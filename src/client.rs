use std::fmt;
use std::net::Ipv4Addr;

use bytes::Bytes;
use http::Method;
use tracing::debug;

use crate::error::Result;
use crate::iface::{find_interface_by_ip, InterfaceSource, SystemInterfaces};
use crate::platform::BindToDevice;
use crate::server::{select_server_ip, LoginType};
use crate::transport::{fetch, RequestDescriptor, Timeouts};

/// Send one request from the interface that owns `source_ip` and return the
/// body of the 200 response. Resolution failures return before any network
/// I/O happens.
pub async fn request_with_bound_source(
    source_ip: Ipv4Addr,
    url: &str,
    method: Method,
    user_agent: &str,
) -> Result<Bytes> {
    request_with_bound_source_from(&SystemInterfaces, source_ip, url, method, user_agent, &Timeouts::default()).await
}

/// Same as [`request_with_bound_source`] with an explicit interface table
/// and timeouts.
pub async fn request_with_bound_source_from<S>(
    source: &S,
    source_ip: Ipv4Addr,
    url: &str,
    method: Method,
    user_agent: &str,
    timeouts: &Timeouts,
) -> Result<Bytes>
where
    S: InterfaceSource + ?Sized,
{
    let iface = find_interface_by_ip(source, source_ip)?;
    let hook = BindToDevice::new(iface.name);
    let descriptor = RequestDescriptor::new(url, method, user_agent);

    debug!("{} {} via {}", descriptor.method, descriptor.url, hook.iface());
    fetch(&descriptor, &hook, timeouts).await
}

/// A login session bound to one source address and portal server
#[derive(Clone)]
pub struct Portal {
    username: String,
    password: String,
    extra: Option<String>,
    source_ip: Ipv4Addr,
    login_type: LoginType,
    server_ip: Ipv4Addr,
}

impl Portal {
    /// Build a session, rejecting unknown login types before anything touches
    /// the network.
    pub fn new(
        username: impl Into<String>,
        password: impl Into<String>,
        extra: Option<String>,
        source_ip: Ipv4Addr,
        login_type: &str,
    ) -> Result<Self> {
        let login_type: LoginType = login_type.parse()?;
        Ok(Self::with_login_type(username, password, extra, source_ip, login_type))
    }

    pub fn with_login_type(
        username: impl Into<String>,
        password: impl Into<String>,
        extra: Option<String>,
        source_ip: Ipv4Addr,
        login_type: LoginType,
    ) -> Self {
        Self {
            username: username.into(),
            password: password.into(),
            extra: extra.filter(|e| !e.is_empty()),
            source_ip,
            login_type,
            server_ip: select_server_ip(login_type),
        }
    }

    pub fn username(&self) -> &str {
        &self.username
    }

    pub fn extra(&self) -> Option<&str> {
        self.extra.as_deref()
    }

    pub fn source_ip(&self) -> Ipv4Addr {
        self.source_ip
    }

    pub fn login_type(&self) -> LoginType {
        self.login_type
    }

    pub fn server_ip(&self) -> Ipv4Addr {
        self.server_ip
    }

    /// Root URL of the selected portal server
    pub fn default_url(&self) -> String {
        format!("http://{}/", self.server_ip)
    }

    /// Send one request from this session's source address
    pub async fn request(&self, url: &str, method: Method, user_agent: &str) -> Result<Bytes> {
        request_with_bound_source(self.source_ip, url, method, user_agent).await
    }
}

impl fmt::Debug for Portal {
    fn fmt(&self, f: &mut fmt::Formatter<'_>) -> fmt::Result {
        f.debug_struct("Portal")
            .field("username", &self.username)
            .field("password", &if self.password.is_empty() { "" } else { "<redacted>" })
            .field("extra", &self.extra)
            .field("source_ip", &self.source_ip)
            .field("login_type", &self.login_type)
            .field("server_ip", &self.server_ip)
            .finish()
    }
}
//! Generic (non-Linux) platform implementation
//! There is no bind-to-device primitive here, so binding always fails
//! rather than falling back to default routing

use socket2::Socket;
use std::io;

pub fn bind_to_device(_socket: &Socket, iface: &str) -> io::Result<()> {
    Err(io::Error::new(
        io::ErrorKind::Unsupported,
        format!("binding to interface {} requires SO_BINDTODEVICE (Linux only)", iface),
    ))
}
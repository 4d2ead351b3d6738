use anyhow::{bail, Context, Result};
use clap::Parser;
use http::Method;
use portal_bind::{list_interfaces, parse_source_ip, Portal};
use std::io::Write;
use std::net::IpAddr;
use tracing::info;
use tracing_subscriber::{EnvFilter, FmtSubscriber};

#[derive(Parser, Debug)]
#[command(name = "portal-bind")]
#[command(about = "Log in to a campus captive portal from the interface owning a given IP")]
struct Args {
    /// Shows the addresses that can be used as source IP
    #[arg(short, long)]
    list: bool,

    /// Account identifier
    #[arg(short, long, required_unless_present = "list")]
    user: Option<String>,

    /// Account password
    #[arg(short, long, env = "PORTAL_PASSWORD", hide_env_values = true, required_unless_present = "list")]
    password: Option<String>,

    /// Extra portal parameter, passed through untouched
    #[arg(long)]
    extra: Option<String>,

    /// Source IPv4 address; the request leaves through the interface that owns it
    #[arg(short, long, required_unless_present = "list")]
    ip: Option<String>,

    /// Portal variant: qsh-edu, qsh-dorm-dx or sh-edu
    #[arg(short = 't', long, default_value = "qsh-edu")]
    login_type: String,

    /// Request URL (defaults to the root of the selected portal server)
    #[arg(long)]
    url: Option<String>,

    /// HTTP method
    #[arg(short, long, default_value = "GET")]
    method: String,

    /// User-Agent header value; omitted when empty
    #[arg(short = 'a', long, default_value = "")]
    user_agent: String,

    /// Disable logs
    #[arg(short, long)]
    quiet: bool,

    /// Log debug details
    #[arg(short, long, conflicts_with = "quiet")]
    verbose: bool,
}

/// List non-loopback IPv4 addresses per interface
fn detect_interfaces() -> Result<()> {
    println!("--- Listing the available source addresses");

    for iface in list_interfaces()? {
        for addr in &iface.addresses {
            if let IpAddr::V4(ipv4) = addr.ip() {
                if !ipv4.is_loopback() {
                    println!("[+] {}, IPv4:{}", iface.name, ipv4);
                }
            }
        }
    }
    Ok(())
}

fn init_logging(verbose: bool) -> Result<()> {
    let default = if verbose { "debug" } else { "info" };
    let filter = EnvFilter::try_from_default_env().unwrap_or_else(|_| EnvFilter::new(default));
    let subscriber = FmtSubscriber::builder()
        .with_env_filter(filter)
        .with_target(false)
        .with_thread_ids(false)
        .without_time()
        .finish();
    tracing::subscriber::set_global_default(subscriber)?;
    Ok(())
}

#[tokio::main]
async fn main() -> Result<()> {
    let args = Args::parse();

    if args.list {
        return detect_interfaces();
    }

    if !args.quiet {
        init_logging(args.verbose)?;
    }

    let (Some(user), Some(password), Some(ip)) = (args.user, args.password, args.ip) else {
        bail!("--user, --password and --ip are required");
    };
    let source_ip = parse_source_ip(&ip)?;
    let portal = Portal::new(user, password, args.extra, source_ip, &args.login_type)?;

    let method = Method::from_bytes(args.method.to_ascii_uppercase().as_bytes())
        .with_context(|| format!("Invalid HTTP method {}", args.method))?;
    let url = args.url.unwrap_or_else(|| portal.default_url());

    info!(
        "{} login for {} via {} -> {}",
        portal.login_type(),
        portal.username(),
        portal.source_ip(),
        portal.server_ip()
    );

    let body = portal
        .request(&url, method, &args.user_agent)
        .await
        .with_context(|| format!("Request to {} failed", url))?;

    info!("Received {} bytes", body.len());
    let mut stdout = std::io::stdout().lock();
    stdout.write_all(&body)?;
    stdout.flush()?;
    Ok(())
}
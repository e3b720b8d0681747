//! Users service.

use async_trait::async_trait;
use mockall::automock;
use sqlx::PgPool;

use crate::domain::users::{
    data::{NewUser, VendorProfile},
    errors::UsersServiceError,
    records::{UserId, UserRecord, VendorRecord},
    repository::PgUsersRepository,
};

#[derive(Debug, Clone)]
pub struct PgUsersService {
    repository: PgUsersRepository,
}

impl PgUsersService {
    #[must_use]
    pub fn new(pool: PgPool) -> Self {
        Self {
            repository: PgUsersRepository::new(pool),
        }
    }
}

#[async_trait]
impl UsersService for PgUsersService {
    async fn create_user(&self, user: NewUser) -> Result<UserRecord, UsersServiceError> {
        Ok(self.repository.create_user(&user).await?)
    }

    async fn get_user(&self, user: UserId) -> Result<UserRecord, UsersServiceError> {
        Ok(self.repository.get_user(user).await?)
    }

    async fn save_vendor_profile(
        &self,
        vendor: VendorProfile,
    ) -> Result<VendorRecord, UsersServiceError> {
        Ok(self.repository.upsert_vendor(&vendor).await?)
    }
}

#[automock]
#[async_trait]
pub trait UsersService: Send + Sync {
    /// Registers a new shopper account.
    async fn create_user(&self, user: NewUser) -> Result<UserRecord, UsersServiceError>;

    /// Retrieve a single user.
    async fn get_user(&self, user: UserId) -> Result<UserRecord, UsersServiceError>;

    /// Creates or replaces the vendor profile attached to a user.
    async fn save_vendor_profile(
        &self,
        vendor: VendorProfile,
    ) -> Result<VendorRecord, UsersServiceError>;
}
//! HTTP span helpers.

use uuid::Uuid;

#[derive(Debug, Clone)]
pub(super) struct RequestSpanName {
    pub(super) otel_path: String,
    pub(super) otel_span_name: String,
}

pub(super) fn request_span_name(method: &str, path: &str) -> RequestSpanName {
    let otel_path = normalise_path_for_span_name(path);
    let otel_span_name = format!("{method} {otel_path}");

    RequestSpanName {
        otel_path,
        otel_span_name,
    }
}

/// Collapse ids and slugs so one route maps to one span name and metric label.
fn normalise_path_for_span_name(path: &str) -> String {
    if path == "/" {
        return "/".to_owned();
    }

    let mut normalised = String::from("/");
    let mut previous = "";

    for (index, segment) in path.trim_start_matches('/').split('/').enumerate() {
        if index > 0 {
            normalised.push('/');
        }

        if previous == "products" && index == 1 {
            normalised.push_str("{slug}");
        } else if segment.parse::<i64>().is_ok() {
            normalised.push_str("{id}");
        } else if Uuid::parse_str(segment).is_ok() {
            normalised.push_str("{uuid}");
        } else {
            normalised.push_str(segment);
        }

        previous = segment;
    }

    normalised
}

#[cfg(test)]
mod tests {
    use super::*;

    #[test]
    fn product_slugs_collapse() {
        let names = request_span_name("GET", "/products/blue-mug");

        assert_eq!(names.otel_path, "/products/{slug}");
        assert_eq!(names.otel_span_name, "GET /products/{slug}");
    }

    #[test]
    fn cart_product_ids_collapse() {
        assert_eq!(normalise_path_for_span_name("/cart/42"), "/cart/{id}");
        assert_eq!(normalise_path_for_span_name("/cart/checkout"), "/cart/checkout");
    }

    #[test]
    fn root_and_static_paths_are_unchanged() {
        assert_eq!(normalise_path_for_span_name("/"), "/");
        assert_eq!(normalise_path_for_span_name("/healthcheck"), "/healthcheck");
    }
}
use clap::Args;
use storefront_app::domain::users::{PgUsersService, UsersService, data::NewUser};

#[derive(Debug, Args)]
pub(crate) struct CreateUserArgs {
    /// PostgreSQL connection string
    #[arg(long, env = "DATABASE_URL", hide_env_values = true)]
    database_url: String,

    /// Display name
    #[arg(long)]
    name: String,

    /// Login email, unique per user
    #[arg(long)]
    email: String,
}

pub(crate) async fn run(args: CreateUserArgs) -> Result<(), String> {
    if args.email.trim().is_empty() {
        return Err("email cannot be empty".to_string());
    }

    let pool = super::super::connect(&args.database_url).await?;

    let user = PgUsersService::new(pool)
        .create_user(NewUser {
            name: args.name,
            email: args.email,
        })
        .await
        .map_err(|error| format!("failed to create user: {error}"))?;

    println!("user_id: {}", user.id);
    println!("user_name: {}", user.name);
    println!("user_email: {}", user.email);

    Ok(())
}
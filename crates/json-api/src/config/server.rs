//! Server Config

use std::{net::IpAddr, time::Duration};

use clap::Args;

/// Listener and shutdown settings.
#[derive(Debug, Args)]
pub struct ServerRuntimeConfig {
    /// Address to bind
    #[arg(short = 'H', long, env = "SERVER_HOST", default_value = "0.0.0.0")]
    pub host: IpAddr,

    /// Port to bind
    #[arg(short, long, env = "SERVER_PORT", default_value_t = 8698)]
    pub port: u16,

    /// Seconds in-flight requests get to finish after a shutdown signal.
    #[arg(long, env = "SHUTDOWN_GRACE_SECONDS", default_value_t = 10)]
    pub shutdown_grace_seconds: u64,
}

impl ServerRuntimeConfig {
    #[must_use]
    pub fn socket_addr(&self) -> String {
        match self.host {
            IpAddr::V4(host) => format!("{host}:{}", self.port),
            IpAddr::V6(host) => format!("[{host}]:{}", self.port),
        }
    }

    #[must_use]
    pub fn shutdown_grace(&self) -> Duration {
        Duration::from_secs(self.shutdown_grace_seconds)
    }
}
//! Page payloads
//!
//! Every page response is `{ component, url, props }`. The props of each page
//! carry the [`SharedProps`] alongside its own fields.

use std::{collections::BTreeMap, fmt::Debug};

use salvo::{oapi::ToSchema, prelude::*};
use serde::{Deserialize, Serialize};

mod shared;

pub(crate) use shared::{AuthProps, SharedProps, UserResource, shared_props};

/// Named routes exposed to the front end.
pub(crate) const ROUTES: &[(&str, &str)] = &[
    ("home", "/"),
    ("product.show", "/products/{slug}"),
    ("cart.index", "/cart"),
    ("cart.store", "/cart/{product}"),
    ("cart.update", "/cart/{product}"),
    ("cart.destroy", "/cart/{product}"),
    ("cart.checkout", "/cart/checkout"),
];

/// Page envelope: the component to render and its props.
#[derive(Debug, Serialize, Deserialize, ToSchema)]
pub(crate) struct Page<P: ToSchema + Debug + 'static> {
    /// Front-end component that renders the page.
    pub component: String,

    /// Path and query the page was requested with.
    pub url: String,

    pub props: P,
}

impl<P: ToSchema + Debug + 'static> Page<P> {
    pub(crate) fn new(component: &str, req: &Request, props: P) -> Self {
        Self {
            component: component.to_string(),
            url: request_location(req),
            props,
        }
    }
}

/// Named route table shared with the front end.
pub(crate) fn routes() -> BTreeMap<String, String> {
    ROUTES
        .iter()
        .map(|(name, path)| ((*name).to_string(), (*path).to_string()))
        .collect()
}

/// Path and query of the request, or just the path when there is no query.
pub(crate) fn request_location(req: &Request) -> String {
    req.uri()
        .path_and_query()
        .map_or_else(|| req.uri().path().to_string(), ToString::to_string)
}
//! Products service errors.

use sqlx::{
    Error,
    error::{DatabaseError, ErrorKind},
};
use thiserror::Error;

#[derive(Debug, Error)]
pub enum ProductsServiceError {
    #[error("product not found")]
    NotFound,

    #[error("related resource not found")]
    InvalidReference,

    #[error("invalid data")]
    InvalidData,

    #[error("storage error")]
    Sql(#[source] Error),
}

impl From<Error> for ProductsServiceError {
    fn from(error: Error) -> Self {
        if matches!(error, Error::RowNotFound) {
            return Self::NotFound;
        }

        if matches!(error, Error::ColumnDecode { .. }) {
            return Self::InvalidData;
        }

        match error.as_database_error().map(DatabaseError::kind) {
            Some(ErrorKind::ForeignKeyViolation) => Self::InvalidReference,
            Some(ErrorKind::NotNullViolation | ErrorKind::CheckViolation) => Self::InvalidData,
            Some(ErrorKind::UniqueViolation | ErrorKind::Other | _) | None => Self::Sql(error),
        }
    }
}
#[cfg(test)]
mod tests {
    use testresult::TestResult;

    use crate::{
        domain::{
            carts::{
                stores::{CookieCartStore, MockCartStore, PgCartStore},
                summary::{total_price, total_quantity},
            },
            products::{
                MockProductsService, ProductsServiceError,
                fixtures::{options_of, owner, plain_product, product_with_variations, summary_of},
                records::{ProductRecord, VariationTypeId},
            },
            users::records::VendorStatus,
        },
        test::{
            TestContext,
            helpers::{ProductSeed, seed_product, seed_shopper, seed_vendor},
        },
    };

    use super::*;

    /// A products service that knows exactly the given products.
    fn catalogue(products: Vec<ProductRecord>) -> MockProductsService {
        let mut mock = MockProductsService::new();

        let by_id = products.clone();
        mock.expect_get_product().returning(move |id| {
            by_id
                .iter()
                .find(|product| product.id == id)
                .cloned()
                .ok_or(ProductsServiceError::NotFound)
        });

        let summaries = products.clone();
        mock.expect_get_cart_products().returning(move |ids| {
            Ok(summaries
                .iter()
                .filter(|product| ids.contains(&product.id))
                .map(summary_of)
                .collect())
        });

        mock.expect_get_options().returning(move |ids| {
            Ok(products
                .iter()
                .flat_map(options_of)
                .filter(|option| ids.contains(&option.id))
                .collect())
        });

        mock
    }

    fn service(products: Vec<ProductRecord>) -> CartService {
        CartService::new(Arc::new(catalogue(products)), MediaUrls::new("/storage"))
    }

    fn selection(pairs: &[(i64, i64)]) -> OptionSelection {
        pairs
            .iter()
            .map(|(variation_type, option)| {
                (
                    VariationTypeId::from_i64(*variation_type),
                    OptionId::from_i64(*option),
                )
            })
            .collect()
    }

    async fn loaded(service: &CartService, store: &dyn CartStore) -> Result<Vec<CartItem>, CartsServiceError> {
        match service.get_cart_items(store).await? {
            CartLoad::Loaded(items) => Ok(items),
            CartLoad::Degraded { reason } => panic!("cart unexpectedly degraded: {reason}"),
        }
    }

    #[tokio::test]
    async fn guest_add_update_remove_scenario() -> TestResult {
        let product = plain_product(1, Decimal::new(1999, 2), owner(7, "Mugs Inc"));
        let service = service(vec![product]);
        let store = CookieCartStore::new(None);

        service.add_item(&store, ProductId::from_i64(1), 2, None).await?;

        let items = loaded(&service, &store).await?;
        assert_eq!(total_quantity(&items), 2);
        assert_eq!(total_price(&items), Decimal::new(3998, 2));

        service.add_item(&store, ProductId::from_i64(1), 1, None).await?;

        let items = loaded(&service, &store).await?;
        assert_eq!(items.len(), 1);
        assert_eq!(total_quantity(&items), 3);
        assert_eq!(total_price(&items), Decimal::new(5997, 2));

        service
            .remove_item(&store, ProductId::from_i64(1), OptionSelection::new())
            .await?;

        let items = loaded(&service, &store).await?;
        assert_eq!(total_quantity(&items), 0);
        assert_eq!(total_price(&items), Decimal::ZERO);

        Ok(())
    }

    #[tokio::test]
    #[ignore = "requires a Docker daemon for testcontainers"]
    async fn signed_in_scenario_matches_guest_totals() -> TestResult {
        let ctx = TestContext::new().await;
        let vendor = seed_vendor(&ctx, "Mugs Inc", VendorStatus::Approved).await?;
        let seeded = seed_product(&ctx, ProductSeed::published(vendor, "mug")).await?;
        let shopper = seed_shopper(&ctx, "shopper@example.com").await?;

        let service = CartService::new(Arc::new(ctx.products.clone()), MediaUrls::new("/storage"));
        let store = PgCartStore::new(ctx.db.pool().clone(), shopper);

        service.add_item(&store, seeded.product, 2, None).await?;

        let items = loaded(&service, &store).await?;
        assert_eq!(total_quantity(&items), 2);
        assert_eq!(total_price(&items), Decimal::new(3998, 2));
        assert_eq!(items[0].vendor.name, "Mugs Inc");

        service
            .update_item_quantity(&store, seeded.product, 3, OptionSelection::new())
            .await?;

        let items = loaded(&service, &store).await?;
        assert_eq!(total_quantity(&items), 3);
        assert_eq!(total_price(&items), Decimal::new(5997, 2));

        service
            .remove_item(&store, seeded.product, OptionSelection::new())
            .await?;

        let items = loaded(&service, &store).await?;
        assert_eq!(total_quantity(&items), 0);
        assert_eq!(total_price(&items), Decimal::ZERO);

        Ok(())
    }

    #[tokio::test]
    async fn add_without_selection_uses_first_options() -> TestResult {
        let service = service(vec![product_with_variations()]);
        let store = CookieCartStore::new(None);

        service.add_item(&store, ProductId::from_i64(1), 1, None).await?;

        let items = loaded(&service, &store).await?;

        assert_eq!(items[0].option_ids, selection(&[(1, 5), (2, 9)]));
        assert_eq!(items[0].price, Decimal::new(1999, 2));
        assert_eq!(items[0].options[0].name, "Red");
        assert_eq!(items[0].options[1].variation_type.name, "Size");

        Ok(())
    }

    #[tokio::test]
    async fn partial_selection_is_completed_before_keying() -> TestResult {
        let service = service(vec![product_with_variations()]);
        let store = CookieCartStore::new(None);

        service
            .add_item(&store, ProductId::from_i64(1), 1, Some(selection(&[(1, 6)])))
            .await?;
        service
            .add_item(&store, ProductId::from_i64(1), 1, Some(selection(&[(1, 6), (2, 9)])))
            .await?;

        let items = loaded(&service, &store).await?;

        assert_eq!(items.len(), 1);
        assert_eq!(items[0].option_ids, selection(&[(1, 6), (2, 9)]));
        assert_eq!(items[0].quantity, 2);
        assert_eq!(items[0].options[1].variation_type.name, "Size");

        Ok(())
    }

    #[tokio::test]
    async fn variation_price_is_captured() -> TestResult {
        let service = service(vec![product_with_variations()]);
        let store = CookieCartStore::new(None);

        service
            .add_item(&store, ProductId::from_i64(1), 2, Some(selection(&[(2, 10), (1, 6)])))
            .await?;

        let items = loaded(&service, &store).await?;

        assert_eq!(items[0].price, Decimal::new(2450, 2));
        assert_eq!(total_price(&items), Decimal::new(4900, 2));

        Ok(())
    }

    #[tokio::test]
    async fn thumbnail_prefers_option_image() -> TestResult {
        let service = service(vec![product_with_variations()]);
        let store = CookieCartStore::new(None);

        service
            .add_item(&store, ProductId::from_i64(1), 1, Some(selection(&[(1, 6), (2, 10)])))
            .await?;
        service
            .add_item(&store, ProductId::from_i64(1), 1, Some(selection(&[(1, 5), (2, 9)])))
            .await?;

        let items = loaded(&service, &store).await?;
        let images: Vec<Option<&str>> = items.iter().map(|item| item.image.as_deref()).collect();

        assert!(images.contains(&Some("/storage/200/conversions/blue-small.jpg")));
        assert!(images.contains(&Some("/storage/100/conversions/mug-small.jpg")));

        Ok(())
    }

    #[tokio::test]
    async fn lines_for_unlisted_products_are_dropped() -> TestResult {
        let listed = plain_product(1, Decimal::new(1000, 2), owner(7, "Mugs Inc"));
        let store = CookieCartStore::new(None);

        service(vec![listed.clone(), plain_product(2, Decimal::new(500, 2), owner(8, "Gone"))])
            .add_item(&store, ProductId::from_i64(2), 1, None)
            .await?;

        let service = service(vec![listed]);
        service.add_item(&store, ProductId::from_i64(1), 1, None).await?;

        let items = loaded(&service, &store).await?;

        assert_eq!(items.len(), 1);
        assert_eq!(items[0].product_id, ProductId::from_i64(1));

        Ok(())
    }

    #[tokio::test]
    async fn lines_with_missing_options_are_dropped() -> TestResult {
        let mut product = product_with_variations();
        let store = CookieCartStore::new(None);

        service(vec![product.clone()])
            .add_item(&store, ProductId::from_i64(1), 1, Some(selection(&[(1, 6), (2, 10)])))
            .await?;

        product.variation_types[0].options.retain(|option| option.id != OptionId::from_i64(6));

        let items = loaded(&service(vec![product]), &store).await?;

        assert!(items.is_empty());

        Ok(())
    }

    fn stored(product: i64, quantity: u32, price: Decimal) -> StoredCartItem {
        StoredCartItem {
            uuid: CartItemUuid::new(),
            key: CartKey::new(ProductId::from_i64(product), OptionSelection::new()),
            quantity,
            price,
        }
    }

    #[tokio::test]
    async fn lines_whose_total_overflows_are_dropped() -> TestResult {
        let huge = Decimal::from_scientific("7e27")?;
        let service = service(vec![
            plain_product(1, Decimal::new(1999, 2), owner(7, "Mugs Inc")),
            plain_product(2, Decimal::new(500, 2), owner(7, "Mugs Inc")),
        ]);

        let mut store = MockCartStore::new();
        store.expect_load().returning(move || {
            Ok(vec![
                stored(1, 2, Decimal::new(1999, 2)),
                stored(2, 4_000_000_000, huge),
            ])
        });

        let items = loaded(&service, &store).await?;

        assert_eq!(items.len(), 1);
        assert_eq!(items[0].product_id, ProductId::from_i64(1));
        assert_eq!(total_price(&items), Decimal::new(3998, 2));

        Ok(())
    }

    #[tokio::test]
    async fn lines_that_overflow_the_cart_total_are_dropped() -> TestResult {
        let large = Decimal::from_scientific("5e28")?;
        let service = service(vec![
            plain_product(1, Decimal::new(1999, 2), owner(7, "Mugs Inc")),
            plain_product(2, Decimal::new(500, 2), owner(8, "Tea House")),
        ]);

        let mut store = MockCartStore::new();
        store
            .expect_load()
            .returning(move || Ok(vec![stored(1, 1, large), stored(2, 1, large)]));

        let items = loaded(&service, &store).await?;

        assert_eq!(items.len(), 1);
        assert_eq!(total_price(&items), large);

        Ok(())
    }

    #[tokio::test]
    async fn zero_quantity_is_rejected() {
        let service = service(vec![product_with_variations()]);
        let store = CookieCartStore::new(None);

        let added = service.add_item(&store, ProductId::from_i64(1), 0, None).await;
        let updated = service
            .update_item_quantity(&store, ProductId::from_i64(1), 0, OptionSelection::new())
            .await;

        assert!(matches!(added, Err(CartsServiceError::InvalidQuantity)));
        assert!(matches!(updated, Err(CartsServiceError::InvalidQuantity)));
    }

    #[tokio::test]
    async fn unknown_product_is_not_found() {
        let service = service(Vec::new());
        let store = CookieCartStore::new(None);

        let result = service.add_item(&store, ProductId::from_i64(404), 1, None).await;

        assert!(
            matches!(result, Err(CartsServiceError::ProductNotFound)),
            "expected ProductNotFound, got {result:?}"
        );
    }

    #[tokio::test]
    async fn foreign_option_is_rejected() {
        let service = service(vec![product_with_variations()]);
        let store = CookieCartStore::new(None);

        let result = service
            .add_item(&store, ProductId::from_i64(1), 1, Some(selection(&[(1, 99)])))
            .await;

        assert!(matches!(result, Err(CartsServiceError::InvalidSelection)));
    }

    #[tokio::test]
    async fn update_of_absent_line_is_a_no_op() -> TestResult {
        let service = service(vec![product_with_variations()]);
        let store = CookieCartStore::new(None);

        service
            .update_item_quantity(&store, ProductId::from_i64(1), 3, selection(&[(1, 5)]))
            .await?;
        service
            .remove_item(&store, ProductId::from_i64(1), selection(&[(1, 5)]))
            .await?;

        assert!(loaded(&service, &store).await?.is_empty());

        Ok(())
    }

    #[tokio::test]
    async fn update_replaces_quantity() -> TestResult {
        let service = service(vec![product_with_variations()]);
        let store = CookieCartStore::new(None);

        service.add_item(&store, ProductId::from_i64(1), 1, None).await?;
        service
            .update_item_quantity(&store, ProductId::from_i64(1), 4, selection(&[(2, 9), (1, 5)]))
            .await?;

        let items = loaded(&service, &store).await?;

        assert_eq!(total_quantity(&items), 4);

        Ok(())
    }

    #[tokio::test]
    async fn malformed_cookie_reads_as_degraded() -> TestResult {
        let service = service(Vec::new());
        let store = CookieCartStore::new(Some("%%%".to_string()));

        let load = service.get_cart_items(&store).await?;

        assert!(load.is_degraded());
        assert!(load.items().is_empty());

        Ok(())
    }

    #[tokio::test]
    async fn store_failures_are_errors() {
        let mut store = MockCartStore::new();
        store
            .expect_load()
            .returning(|| Err(CartStoreError::Sql(sqlx::Error::PoolTimedOut)));

        let result = service(Vec::new()).get_cart_items(&store).await;

        assert!(matches!(
            result,
            Err(CartsServiceError::Store(CartStoreError::Sql(_)))
        ));
    }

    #[tokio::test]
    async fn empty_cart_skips_catalogue_lookups() -> TestResult {
        let service = CartService::new(Arc::new(MockProductsService::new()), MediaUrls::new("/"));
        let store = CookieCartStore::new(None);

        assert_eq!(service.get_cart_items(&store).await?, CartLoad::Loaded(Vec::new()));

        Ok(())
    }
}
· · · · · · ·
:: TASK DESCRIPTION ::
Your reply should consist solely of the number of lines above that contain the word "CartStoreError".

:: TASK OUTPUT ::
2